▸ DATA LISTING

┏━━

use std::io;

use alloy_primitives::U256;
use jit::logging::{self, status_label, verdict_label};
use jit::{BridgeConfig, EnvSnapshot, build_probe_module, run_probe};
use jit_abi::{LayoutManifest, ReturnCode};
use tracing::info;

const DEFAULT_GAS: u64 = 1_000_000;

#[derive(Debug, Clone, PartialEq, Eq)]
enum Command {
    Layout,
    Probe,
}

#[derive(Debug, Clone, PartialEq, Eq)]
struct CliConfig {
    command: Command,
    json: bool,
    check_path: Option<String>,
    env_path: Option<String>,
    config_path: Option<String>,
    gas: U256,
    dump_ir: bool,
    help: bool,
}

impl Default for CliConfig {
    fn default() -> Self {
        Self {
            command: Command::Layout,
            json: false,
            check_path: None,
            env_path: None,
            config_path: None,
            gas: U256::from(DEFAULT_GAS),
            dump_ir: false,
            help: false,
        }
    }
}

fn main() -> Result<(), Box<dyn std::error::Error>> {
    let args: Vec<String> = std::env::args().skip(1).collect();
    let cli = parse_cli_args(&args).map_err(io::Error::other)?;
    if cli.help {
        print_usage();
        return Ok(());
    }
    logging::init()?;

    match cli.command {
        Command::Layout => run_layout(&cli),
        Command::Probe => run_probe_command(&cli),
    }
}

fn run_layout(cli: &CliConfig) -> Result<(), Box<dyn std::error::Error>> {
    let manifest = LayoutManifest::current();
    if let Some(path) = cli.check_path.as_ref() {
        let text = std::fs::read_to_string(path)?;
        let theirs: LayoutManifest = serde_json::from_str(&text)?;
        let mismatches = manifest.mismatches(&theirs);
        if mismatches.is_empty() {
            println!("{}: {path} matches abi v{}", verdict_label(true), manifest.abi_version);
            return Ok(());
        }
        for mismatch in &mismatches {
            println!("{}: {mismatch}", verdict_label(false));
        }
        return Err(io::Error::other(format!(
            "{} layout mismatches against {path}",
            mismatches.len()
        ))
        .into());
    }

    if cli.json {
        println!("{}", serde_json::to_string_pretty(&manifest)?);
        return Ok(());
    }
    println!(
        "runtime block: abi v{}, {} bytes (word {}, pointer {})",
        manifest.abi_version, manifest.total_size, manifest.word_size, manifest.pointer_size
    );
    for (index, slot) in manifest.slots.iter().enumerate() {
        println!(
            "  {index:>2}  {:<18} {:<7} offset {:>4}  size {:>2}",
            slot.name,
            format!("{:?}", slot.kind).to_lowercase(),
            slot.offset,
            slot.size
        );
    }
    Ok(())
}

fn run_probe_command(cli: &CliConfig) -> Result<(), Box<dyn std::error::Error>> {
    let env = match cli.env_path.as_ref() {
        Some(path) => EnvSnapshot::load(path)?,
        None => EnvSnapshot::default(),
    };
    let config = match cli.config_path.as_ref() {
        Some(path) => BridgeConfig::load(path)?,
        None => BridgeConfig::default(),
    };
    if cli.dump_ir {
        print!("{}", build_probe_module().dump());
        return Ok(());
    }

    let report = run_probe(&env, cli.gas, &config)?;
    info!(status = %report.status, gas_left = %report.gas_left, "probe finished");
    if cli.json {
        println!("{}", serde_json::to_string_pretty(&report)?);
    } else {
        let stop = status_label(ReturnCode::Stop);
        println!("status: {} (expected {stop})", report.status);
        for entry in &report.entries {
            println!(
                "  {:<8} {:<28} host {:<12} generated {}",
                verdict_label(entry.matches()),
                entry.probe,
                format_word(entry.expected),
                format_word(entry.observed)
            );
        }
    }
    if !report.is_consistent() {
        return Err(io::Error::other("generated code disagrees with the host runtime").into());
    }
    Ok(())
}

fn format_word(word: Option<U256>) -> String {
    match word {
        Some(word) => format!("{word:#x}"),
        None => "-".to_string(),
    }
}

fn parse_cli_args(args: &[String]) -> Result<CliConfig, String> {
    let mut cfg = CliConfig::default();
    let mut index = 0usize;

    match args.first().map(String::as_str) {
        Some("layout") => index = 1,
        Some("probe") => {
            cfg.command = Command::Probe;
            index = 1;
        }
        _ => {}
    }

    while index < args.len() {
        match args[index].as_str() {
            "-h" | "--help" => {
                cfg.help = true;
                index += 1;
            }
            "--json" => {
                cfg.json = true;
                index += 1;
            }
            "--dump-ir" if cfg.command == Command::Probe => {
                cfg.dump_ir = true;
                index += 1;
            }
            "--check" if cfg.command == Command::Layout => {
                let path = args
                    .get(index + 1)
                    .ok_or_else(|| "missing value for --check".to_string())?;
                cfg.check_path = Some(path.clone());
                index += 2;
            }
            "--env" if cfg.command == Command::Probe => {
                let path = args
                    .get(index + 1)
                    .ok_or_else(|| "missing value for --env".to_string())?;
                cfg.env_path = Some(path.clone());
                index += 2;
            }
            "--config" if cfg.command == Command::Probe => {
                let path = args
                    .get(index + 1)
                    .ok_or_else(|| "missing value for --config".to_string())?;
                cfg.config_path = Some(path.clone());
                index += 2;
            }
            "--gas" if cfg.command == Command::Probe => {
                let raw = args
                    .get(index + 1)
                    .ok_or_else(|| "missing value for --gas".to_string())?;
                cfg.gas = raw
                    .parse::<U256>()
                    .map_err(|_| format!("invalid --gas value '{raw}'"))?;
                index += 2;
            }
            other => return Err(format!("unexpected argument '{other}'")),
        }
    }
    Ok(cfg)
}

fn print_usage() {
    println!("Usage:");
    println!("  evmjit-probe                              (same as `layout`)");
    println!("  evmjit-probe layout [--json]");
    println!("  evmjit-probe layout --check <manifest.json>");
    println!("  evmjit-probe probe [--env <env.json>] [--gas <n>] [--config <config.json>] [--json]");
    println!("  evmjit-probe probe --dump-ir");
}

#[cfg(test)]
mod tests {
    use super::*;

    fn args(list: &[&str]) -> Vec<String> {
        list.iter().map(|arg| arg.to_string()).collect()
    }

    #[test]
    fn defaults_to_layout() {
        let cfg = parse_cli_args(&[]).expect("empty args should parse");
        assert_eq!(cfg.command, Command::Layout);
        assert!(!cfg.json);
    }

    #[test]
    fn probe_flags() {
        let cfg = parse_cli_args(&args(&["probe", "--gas", "0x5208", "--env", "env.json", "--json"]))
            .expect("probe args should parse");
        assert_eq!(cfg.command, Command::Probe);
        assert_eq!(cfg.gas, U256::from(21_000u64));
        assert_eq!(cfg.env_path.as_deref(), Some("env.json"));
        assert!(cfg.json);
    }

    #[test]
    fn flags_are_scoped_to_their_command() {
        assert!(parse_cli_args(&args(&["layout", "--gas", "1"])).is_err());
        assert!(parse_cli_args(&args(&["probe", "--check", "x.json"])).is_err());
        assert!(parse_cli_args(&args(&["probe", "--gas"])).is_err());
    }
}
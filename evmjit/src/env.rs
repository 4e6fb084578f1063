use std::path::Path;

use alloy_primitives::{Address, B256, Bytes, U256};
use serde::{Deserialize, Serialize};

use crate::error::{JitError, JitResult};

pub trait ExtEnv {
    fn address(&self) -> Address;
    fn caller(&self) -> Address;
    fn origin(&self) -> Address;
    fn value(&self) -> U256;
    fn gas_price(&self) -> U256;
    fn previous_block_hash(&self) -> B256;
    fn coinbase(&self) -> Address;
    fn timestamp(&self) -> U256;
    fn number(&self) -> U256;
    fn difficulty(&self) -> U256;
    fn gas_limit(&self) -> U256;
    fn call_data(&self) -> &[u8];
    fn code(&self) -> &[u8];
}

#[derive(Clone, Debug, Default, PartialEq, Eq, Serialize, Deserialize)]
#[serde(default)]
pub struct EnvSnapshot {
    pub address: Address,
    pub caller: Address,
    pub origin: Address,
    pub value: U256,
    pub gas_price: U256,
    pub previous_block_hash: B256,
    pub coinbase: Address,
    pub timestamp: U256,
    pub number: U256,
    pub difficulty: U256,
    pub gas_limit: U256,
    pub call_data: Bytes,
    pub code: Bytes,
}

impl EnvSnapshot {
    pub fn from_json_str(text: &str) -> JitResult<Self> {
        serde_json::from_str(text)
            .map_err(|err| JitError::Config(format!("invalid environment snapshot: {err}")))
    }

    pub fn load(path: impl AsRef<Path>) -> JitResult<Self> {
        let path = path.as_ref();
        let text = std::fs::read_to_string(path).map_err(|err| {
            JitError::Config(format!("failed to read {}: {err}", path.display()))
        })?;
        Self::from_json_str(&text)
    }

    pub fn capture(env: &dyn ExtEnv) -> Self {
        Self {
            address: env.address(),
            caller: env.caller(),
            origin: env.origin(),
            value: env.value(),
            gas_price: env.gas_price(),
            previous_block_hash: env.previous_block_hash(),
            coinbase: env.coinbase(),
            timestamp: env.timestamp(),
            number: env.number(),
            difficulty: env.difficulty(),
            gas_limit: env.gas_limit(),
            call_data: Bytes::copy_from_slice(env.call_data()),
            code: Bytes::copy_from_slice(env.code()),
        }
    }
}

impl ExtEnv for EnvSnapshot {
    fn address(&self) -> Address {
        self.address
    }

    fn caller(&self) -> Address {
        self.caller
    }

    fn origin(&self) -> Address {
        self.origin
    }

    fn value(&self) -> U256 {
        self.value
    }

    fn gas_price(&self) -> U256 {
        self.gas_price
    }

    fn previous_block_hash(&self) -> B256 {
        self.previous_block_hash
    }

    fn coinbase(&self) -> Address {
        self.coinbase
    }

    fn timestamp(&self) -> U256 {
        self.timestamp
    }

    fn number(&self) -> U256 {
        self.number
    }

    fn difficulty(&self) -> U256 {
        self.difficulty
    }

    fn gas_limit(&self) -> U256 {
        self.gas_limit
    }

    fn call_data(&self) -> &[u8] {
        &self.call_data
    }

    fn code(&self) -> &[u8] {
        &self.code
    }
}

#[cfg(test)]
mod tests {
    use super::*;

    #[test]
    fn snapshot_parses_partial_json_with_defaults() {
        let snapshot = EnvSnapshot::from_json_str(
            r#"{
                "address": "0x1111111111111111111111111111111111111111",
                "value": "0x64",
                "call_data": "0xdeadbeef"
            }"#,
        )
        .expect("snapshot should parse");
        assert_eq!(snapshot.address, Address::repeat_byte(0x11));
        assert_eq!(snapshot.value, U256::from(100u64));
        assert_eq!(snapshot.call_data(), &[0xde, 0xad, 0xbe, 0xef]);
        assert_eq!(snapshot.caller, Address::ZERO);
        assert!(snapshot.code().is_empty());
    }

    #[test]
    fn snapshot_rejects_malformed_json() {
        let err = EnvSnapshot::from_json_str("{\"value\": []}").expect_err("should fail");
        assert!(matches!(err, JitError::Config(_)));
    }

    #[test]
    fn capture_copies_every_query() {
        let original = EnvSnapshot {
            caller: Address::repeat_byte(0x22),
            gas_limit: U256::from(30_000_000u64),
            code: Bytes::from_static(&[0x60, 0x00]),
            ..EnvSnapshot::default()
        };
        assert_eq!(EnvSnapshot::capture(&original), original);
    }
}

┗━━

▸ INSTRUCTIONS FOR THE TASK
When a line in the data holds the word "true", show that line.

▸ ANSWER TO THE PROBLEM
            println!("{}: {path} matches abi v{}", verdict_label(true), manifest.abi_version);
                cfg.help = true;
                cfg.json = true;
                cfg.dump_ir = true;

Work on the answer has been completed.